Saudi Journal of Humanities and Social Sciences (SJHSS)
Volume-1 | Issue-01 | 1-6
Review Article
The Burden of Womanhood: The Role of Northern Nigerian Woman in Family and Nation Building: A Womanist Reading of Veronica Phebe’s The Hound and Rezinat Mohammed’s Habiba.
Aisha M. Umar
Published : Jan. 29, 2016
Abstract
African literature projects deeply embedded and enduring patterns of thoughts alongside the feelings and
behavior of the society from which it is drawn. In so doing, it recounts the struggles and challenges of the communities
for which it is written. The Nigerian writer as an African, probes and responds to the yearning of his nation.
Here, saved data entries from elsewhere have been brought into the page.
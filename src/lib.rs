pub mod app;
pub mod config;
pub mod db;
pub mod errors;
pub mod logging;
pub mod models;
pub mod routes;
pub mod seed;
pub mod state;
pub mod store;
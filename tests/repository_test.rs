/// Repository behaviour tests
///
/// Exercises the repository contract through the in-memory backend:
/// - list/find/create/update/delete for every entity kind
/// - eager parent+children fetch against the naive two-step read
/// - validation and reference errors leave the store untouched

use std::str::FromStr;

use bigdecimal::BigDecimal;
use chrono::NaiveDate;

use stocktracker::errors::AppError;
use stocktracker::models::{
    Company, CompanyForm, CryptoPrice, CryptoPriceForm, Cryptocurrency, CryptocurrencyForm,
    StockPrice, StockPriceForm,
};
use stocktracker::state::AppState;
use stocktracker::store::MemoryStore;

fn state() -> AppState {
    AppState::new(MemoryStore::new())
}

fn acme() -> CompanyForm {
    CompanyForm {
        name: Some("Acme".into()),
        ticker_symbol: Some("ACM".into()),
        risk_factor: Some("low".into()),
    }
}

fn stock_price(company_id: i64, price: &str, day: u32) -> StockPriceForm {
    StockPriceForm {
        company_id: Some(company_id),
        price: Some(BigDecimal::from_str(price).unwrap()),
        captured_at: NaiveDate::from_ymd_opt(2022, 6, day),
    }
}

async fn bitcoin(state: &AppState) -> Cryptocurrency {
    state.cryptocurrencies
        .create(CryptocurrencyForm {
            name: Some("Bitcoin".into()),
            started_at: NaiveDate::from_ymd_opt(2009, 1, 3),
        })
        .await
        .unwrap()
}

// ---------------------------------------------------------------------------
// Companies
// ---------------------------------------------------------------------------

#[tokio::test]
async fn test_created_company_is_listed() {
    let state = state();
    let company = state.companies.create(acme()).await.unwrap();

    let companies = state.companies.list_all().await.unwrap();
    assert_eq!(companies, vec![company.clone()]);
    assert_eq!(company.name, "Acme");
    assert_eq!(company.ticker_symbol, "ACM");
    assert_eq!(company.risk_factor, "low");
}

#[tokio::test]
async fn test_company_without_risk_factor_is_not_persisted() {
    let state = state();
    let form = CompanyForm { risk_factor: None, ..acme() };

    let result = state.companies.create(form).await;
    assert!(matches!(result, Err(AppError::Validation(_))));
    assert!(state.companies.list_all().await.unwrap().is_empty());
}

#[tokio::test]
async fn test_find_unknown_id_is_not_found() {
    let state = state();
    let company = state.companies.create(acme()).await.unwrap();

    assert!(matches!(
        state.companies.find_by_id(company.id + 1).await,
        Err(AppError::NotFound(_))
    ));
    assert!(matches!(state.stock_prices.find_by_id(1).await, Err(AppError::NotFound(_))));
    assert!(matches!(state.cryptocurrencies.find_by_id(1).await, Err(AppError::NotFound(_))));
    assert!(matches!(state.crypto_prices.find_by_id(1).await, Err(AppError::NotFound(_))));
}

#[tokio::test]
async fn test_company_update_replaces_given_fields() {
    let state = state();
    let company = state.companies.create(acme()).await.unwrap();

    let updated = state.companies
        .update(company.id, CompanyForm { risk_factor: Some("high".into()), ..Default::default() })
        .await
        .unwrap();
    assert_eq!(updated.name, "Acme");
    assert_eq!(updated.risk_factor, "high");
    assert_eq!(state.companies.find_by_id(company.id).await.unwrap(), updated);
}

#[tokio::test]
async fn test_company_update_cannot_blank_a_field() {
    let state = state();
    let company = state.companies.create(acme()).await.unwrap();

    let result = state.companies
        .update(company.id, CompanyForm { name: Some(" ".into()), ..Default::default() })
        .await;
    assert!(matches!(result, Err(AppError::Validation(_))));
    assert_eq!(state.companies.find_by_id(company.id).await.unwrap(), company);
}

#[tokio::test]
async fn test_update_and_delete_unknown_company() {
    let state = state();
    assert!(matches!(state.companies.update(5, acme()).await, Err(AppError::NotFound(_))));
    assert!(matches!(state.companies.delete(5).await, Err(AppError::NotFound(_))));
}

// ---------------------------------------------------------------------------
// Eager fetch
// ---------------------------------------------------------------------------

#[tokio::test]
async fn test_eager_fetch_equals_two_step_fetch_for_every_company() {
    let state = state();
    let acme = state.companies.create(acme()).await.unwrap();
    let globex = state.companies
        .create(CompanyForm {
            name: Some("Globex".into()),
            ticker_symbol: Some("GLX".into()),
            risk_factor: Some("medium".into()),
        })
        .await
        .unwrap();
    let initech = state.companies
        .create(CompanyForm {
            name: Some("Initech".into()),
            ticker_symbol: Some("INI".into()),
            risk_factor: Some("high".into()),
        })
        .await
        .unwrap();

    for (company_id, price, day) in [
        (acme.id, "10.10", 1),
        (globex.id, "55", 1),
        (acme.id, "10.35", 2),
        (globex.id, "54.20", 2),
        (acme.id, "9.95", 3),
    ] {
        state.stock_prices.create(stock_price(company_id, price, day)).await.unwrap();
    }

    for company in state.companies.list_all().await.unwrap() {
        let eager = state.stock_prices.find_with_children(company.id).await.unwrap();

        let parent = state.companies.find_by_id(company.id).await.unwrap();
        let children = state.stock_prices.list_children(parent.id).await.unwrap();

        assert_eq!(eager.parent, parent);
        assert_eq!(eager.children, children);
        assert!(eager.children.iter().all(|p: &StockPrice| p.company_id == company.id));
    }

    let acme_prices = state.stock_prices.list_children(acme.id).await.unwrap();
    assert_eq!(acme_prices.len(), 3);
    assert!(state.stock_prices.list_children(initech.id).await.unwrap().is_empty());
}

#[tokio::test]
async fn test_eager_fetch_of_unknown_parent_is_not_found() {
    let state = state();
    assert!(matches!(
        state.stock_prices.find_with_children(1).await,
        Err(AppError::NotFound(_))
    ));
    assert!(matches!(
        state.crypto_prices.find_with_children(1).await,
        Err(AppError::NotFound(_))
    ));
}

// ---------------------------------------------------------------------------
// Cryptocurrencies and crypto prices
// ---------------------------------------------------------------------------

#[tokio::test]
async fn test_empty_store_lists_nothing() {
    let state = state();
    let cryptos: Vec<Cryptocurrency> = state.cryptocurrencies.list_all().await.unwrap();
    assert!(cryptos.is_empty());
    let prices: Vec<CryptoPrice> = state.crypto_prices.list_all().await.unwrap();
    assert!(prices.is_empty());
}

#[tokio::test]
async fn test_deleted_crypto_price_is_not_found() {
    let state = state();
    let btc = bitcoin(&state).await;
    let price = state.crypto_prices
        .create(CryptoPriceForm {
            price: Some(BigDecimal::from_str("20280.64").unwrap()),
            cryptocurrency_id: Some(btc.id),
            captured_at: NaiveDate::from_ymd_opt(2022, 6, 29),
        })
        .await
        .unwrap();

    state.crypto_prices.delete(price.id).await.unwrap();

    assert!(matches!(state.crypto_prices.find_by_id(price.id).await, Err(AppError::NotFound(_))));
    assert!(matches!(state.crypto_prices.delete(price.id).await, Err(AppError::NotFound(_))));
}

#[tokio::test]
async fn test_crypto_price_requires_existing_cryptocurrency() {
    let state = state();

    let missing = state.crypto_prices.create(CryptoPriceForm::default()).await;
    assert!(matches!(missing, Err(AppError::Validation(_))));

    let dangling = state.crypto_prices
        .create(CryptoPriceForm { cryptocurrency_id: Some(404), ..Default::default() })
        .await;
    match dangling {
        Err(AppError::Validation(msg)) => assert_eq!(msg, "Cryptocurrency must exist"),
        other => panic!("expected validation error, got {:?}", other),
    }
    assert!(state.crypto_prices.list_all().await.unwrap().is_empty());
}

#[tokio::test]
async fn test_crypto_price_update_keeps_omitted_fields() {
    let state = state();
    let btc = bitcoin(&state).await;
    let price = state.crypto_prices
        .create(CryptoPriceForm {
            price: Some(BigDecimal::from_str("19000").unwrap()),
            cryptocurrency_id: Some(btc.id),
            captured_at: NaiveDate::from_ymd_opt(2022, 6, 29),
        })
        .await
        .unwrap();

    let updated = state.crypto_prices
        .update(price.id, CryptoPriceForm {
            price: Some(BigDecimal::from_str("19250.5").unwrap()),
            ..Default::default()
        })
        .await
        .unwrap();
    assert_eq!(updated.price, Some(BigDecimal::from_str("19250.5").unwrap()));
    assert_eq!(updated.cryptocurrency_id, btc.id);
    assert_eq!(updated.captured_at, price.captured_at);
    assert_eq!(updated.created_at, price.created_at);
}

#[tokio::test]
async fn test_parent_delete_is_restricted_while_prices_exist() {
    let state = state();
    let company: Company = state.companies.create(acme()).await.unwrap();
    let price = state.stock_prices.create(stock_price(company.id, "1", 1)).await.unwrap();

    assert!(matches!(state.companies.delete(company.id).await, Err(AppError::Conflict(_))));
    assert_eq!(state.companies.find_by_id(company.id).await.unwrap(), company);

    state.stock_prices.delete(price.id).await.unwrap();
    state.companies.delete(company.id).await.unwrap();
    assert!(state.companies.list_all().await.unwrap().is_empty());
}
This paper is
set to focus on the northern Nigerian woman/writer because, the African woman both as a writer and character in the
society is surrounded by societal issues that affects her directly or indirectly. As such, the writer is faced with the task of
voicing out these issues, projecting female characters that bear the burden of womanhood and the effect of this burden,
using the two northern Nigeria writers in the texts, The Hound and Habiba in examining the societal burden placed on
the northern woman and the effect of this burden on her and the nation. An effect that turns out to instill a negative
personality and perception in these characters as the struggle for self- actualization and the challenges of being women
or are destroyed by these impediments.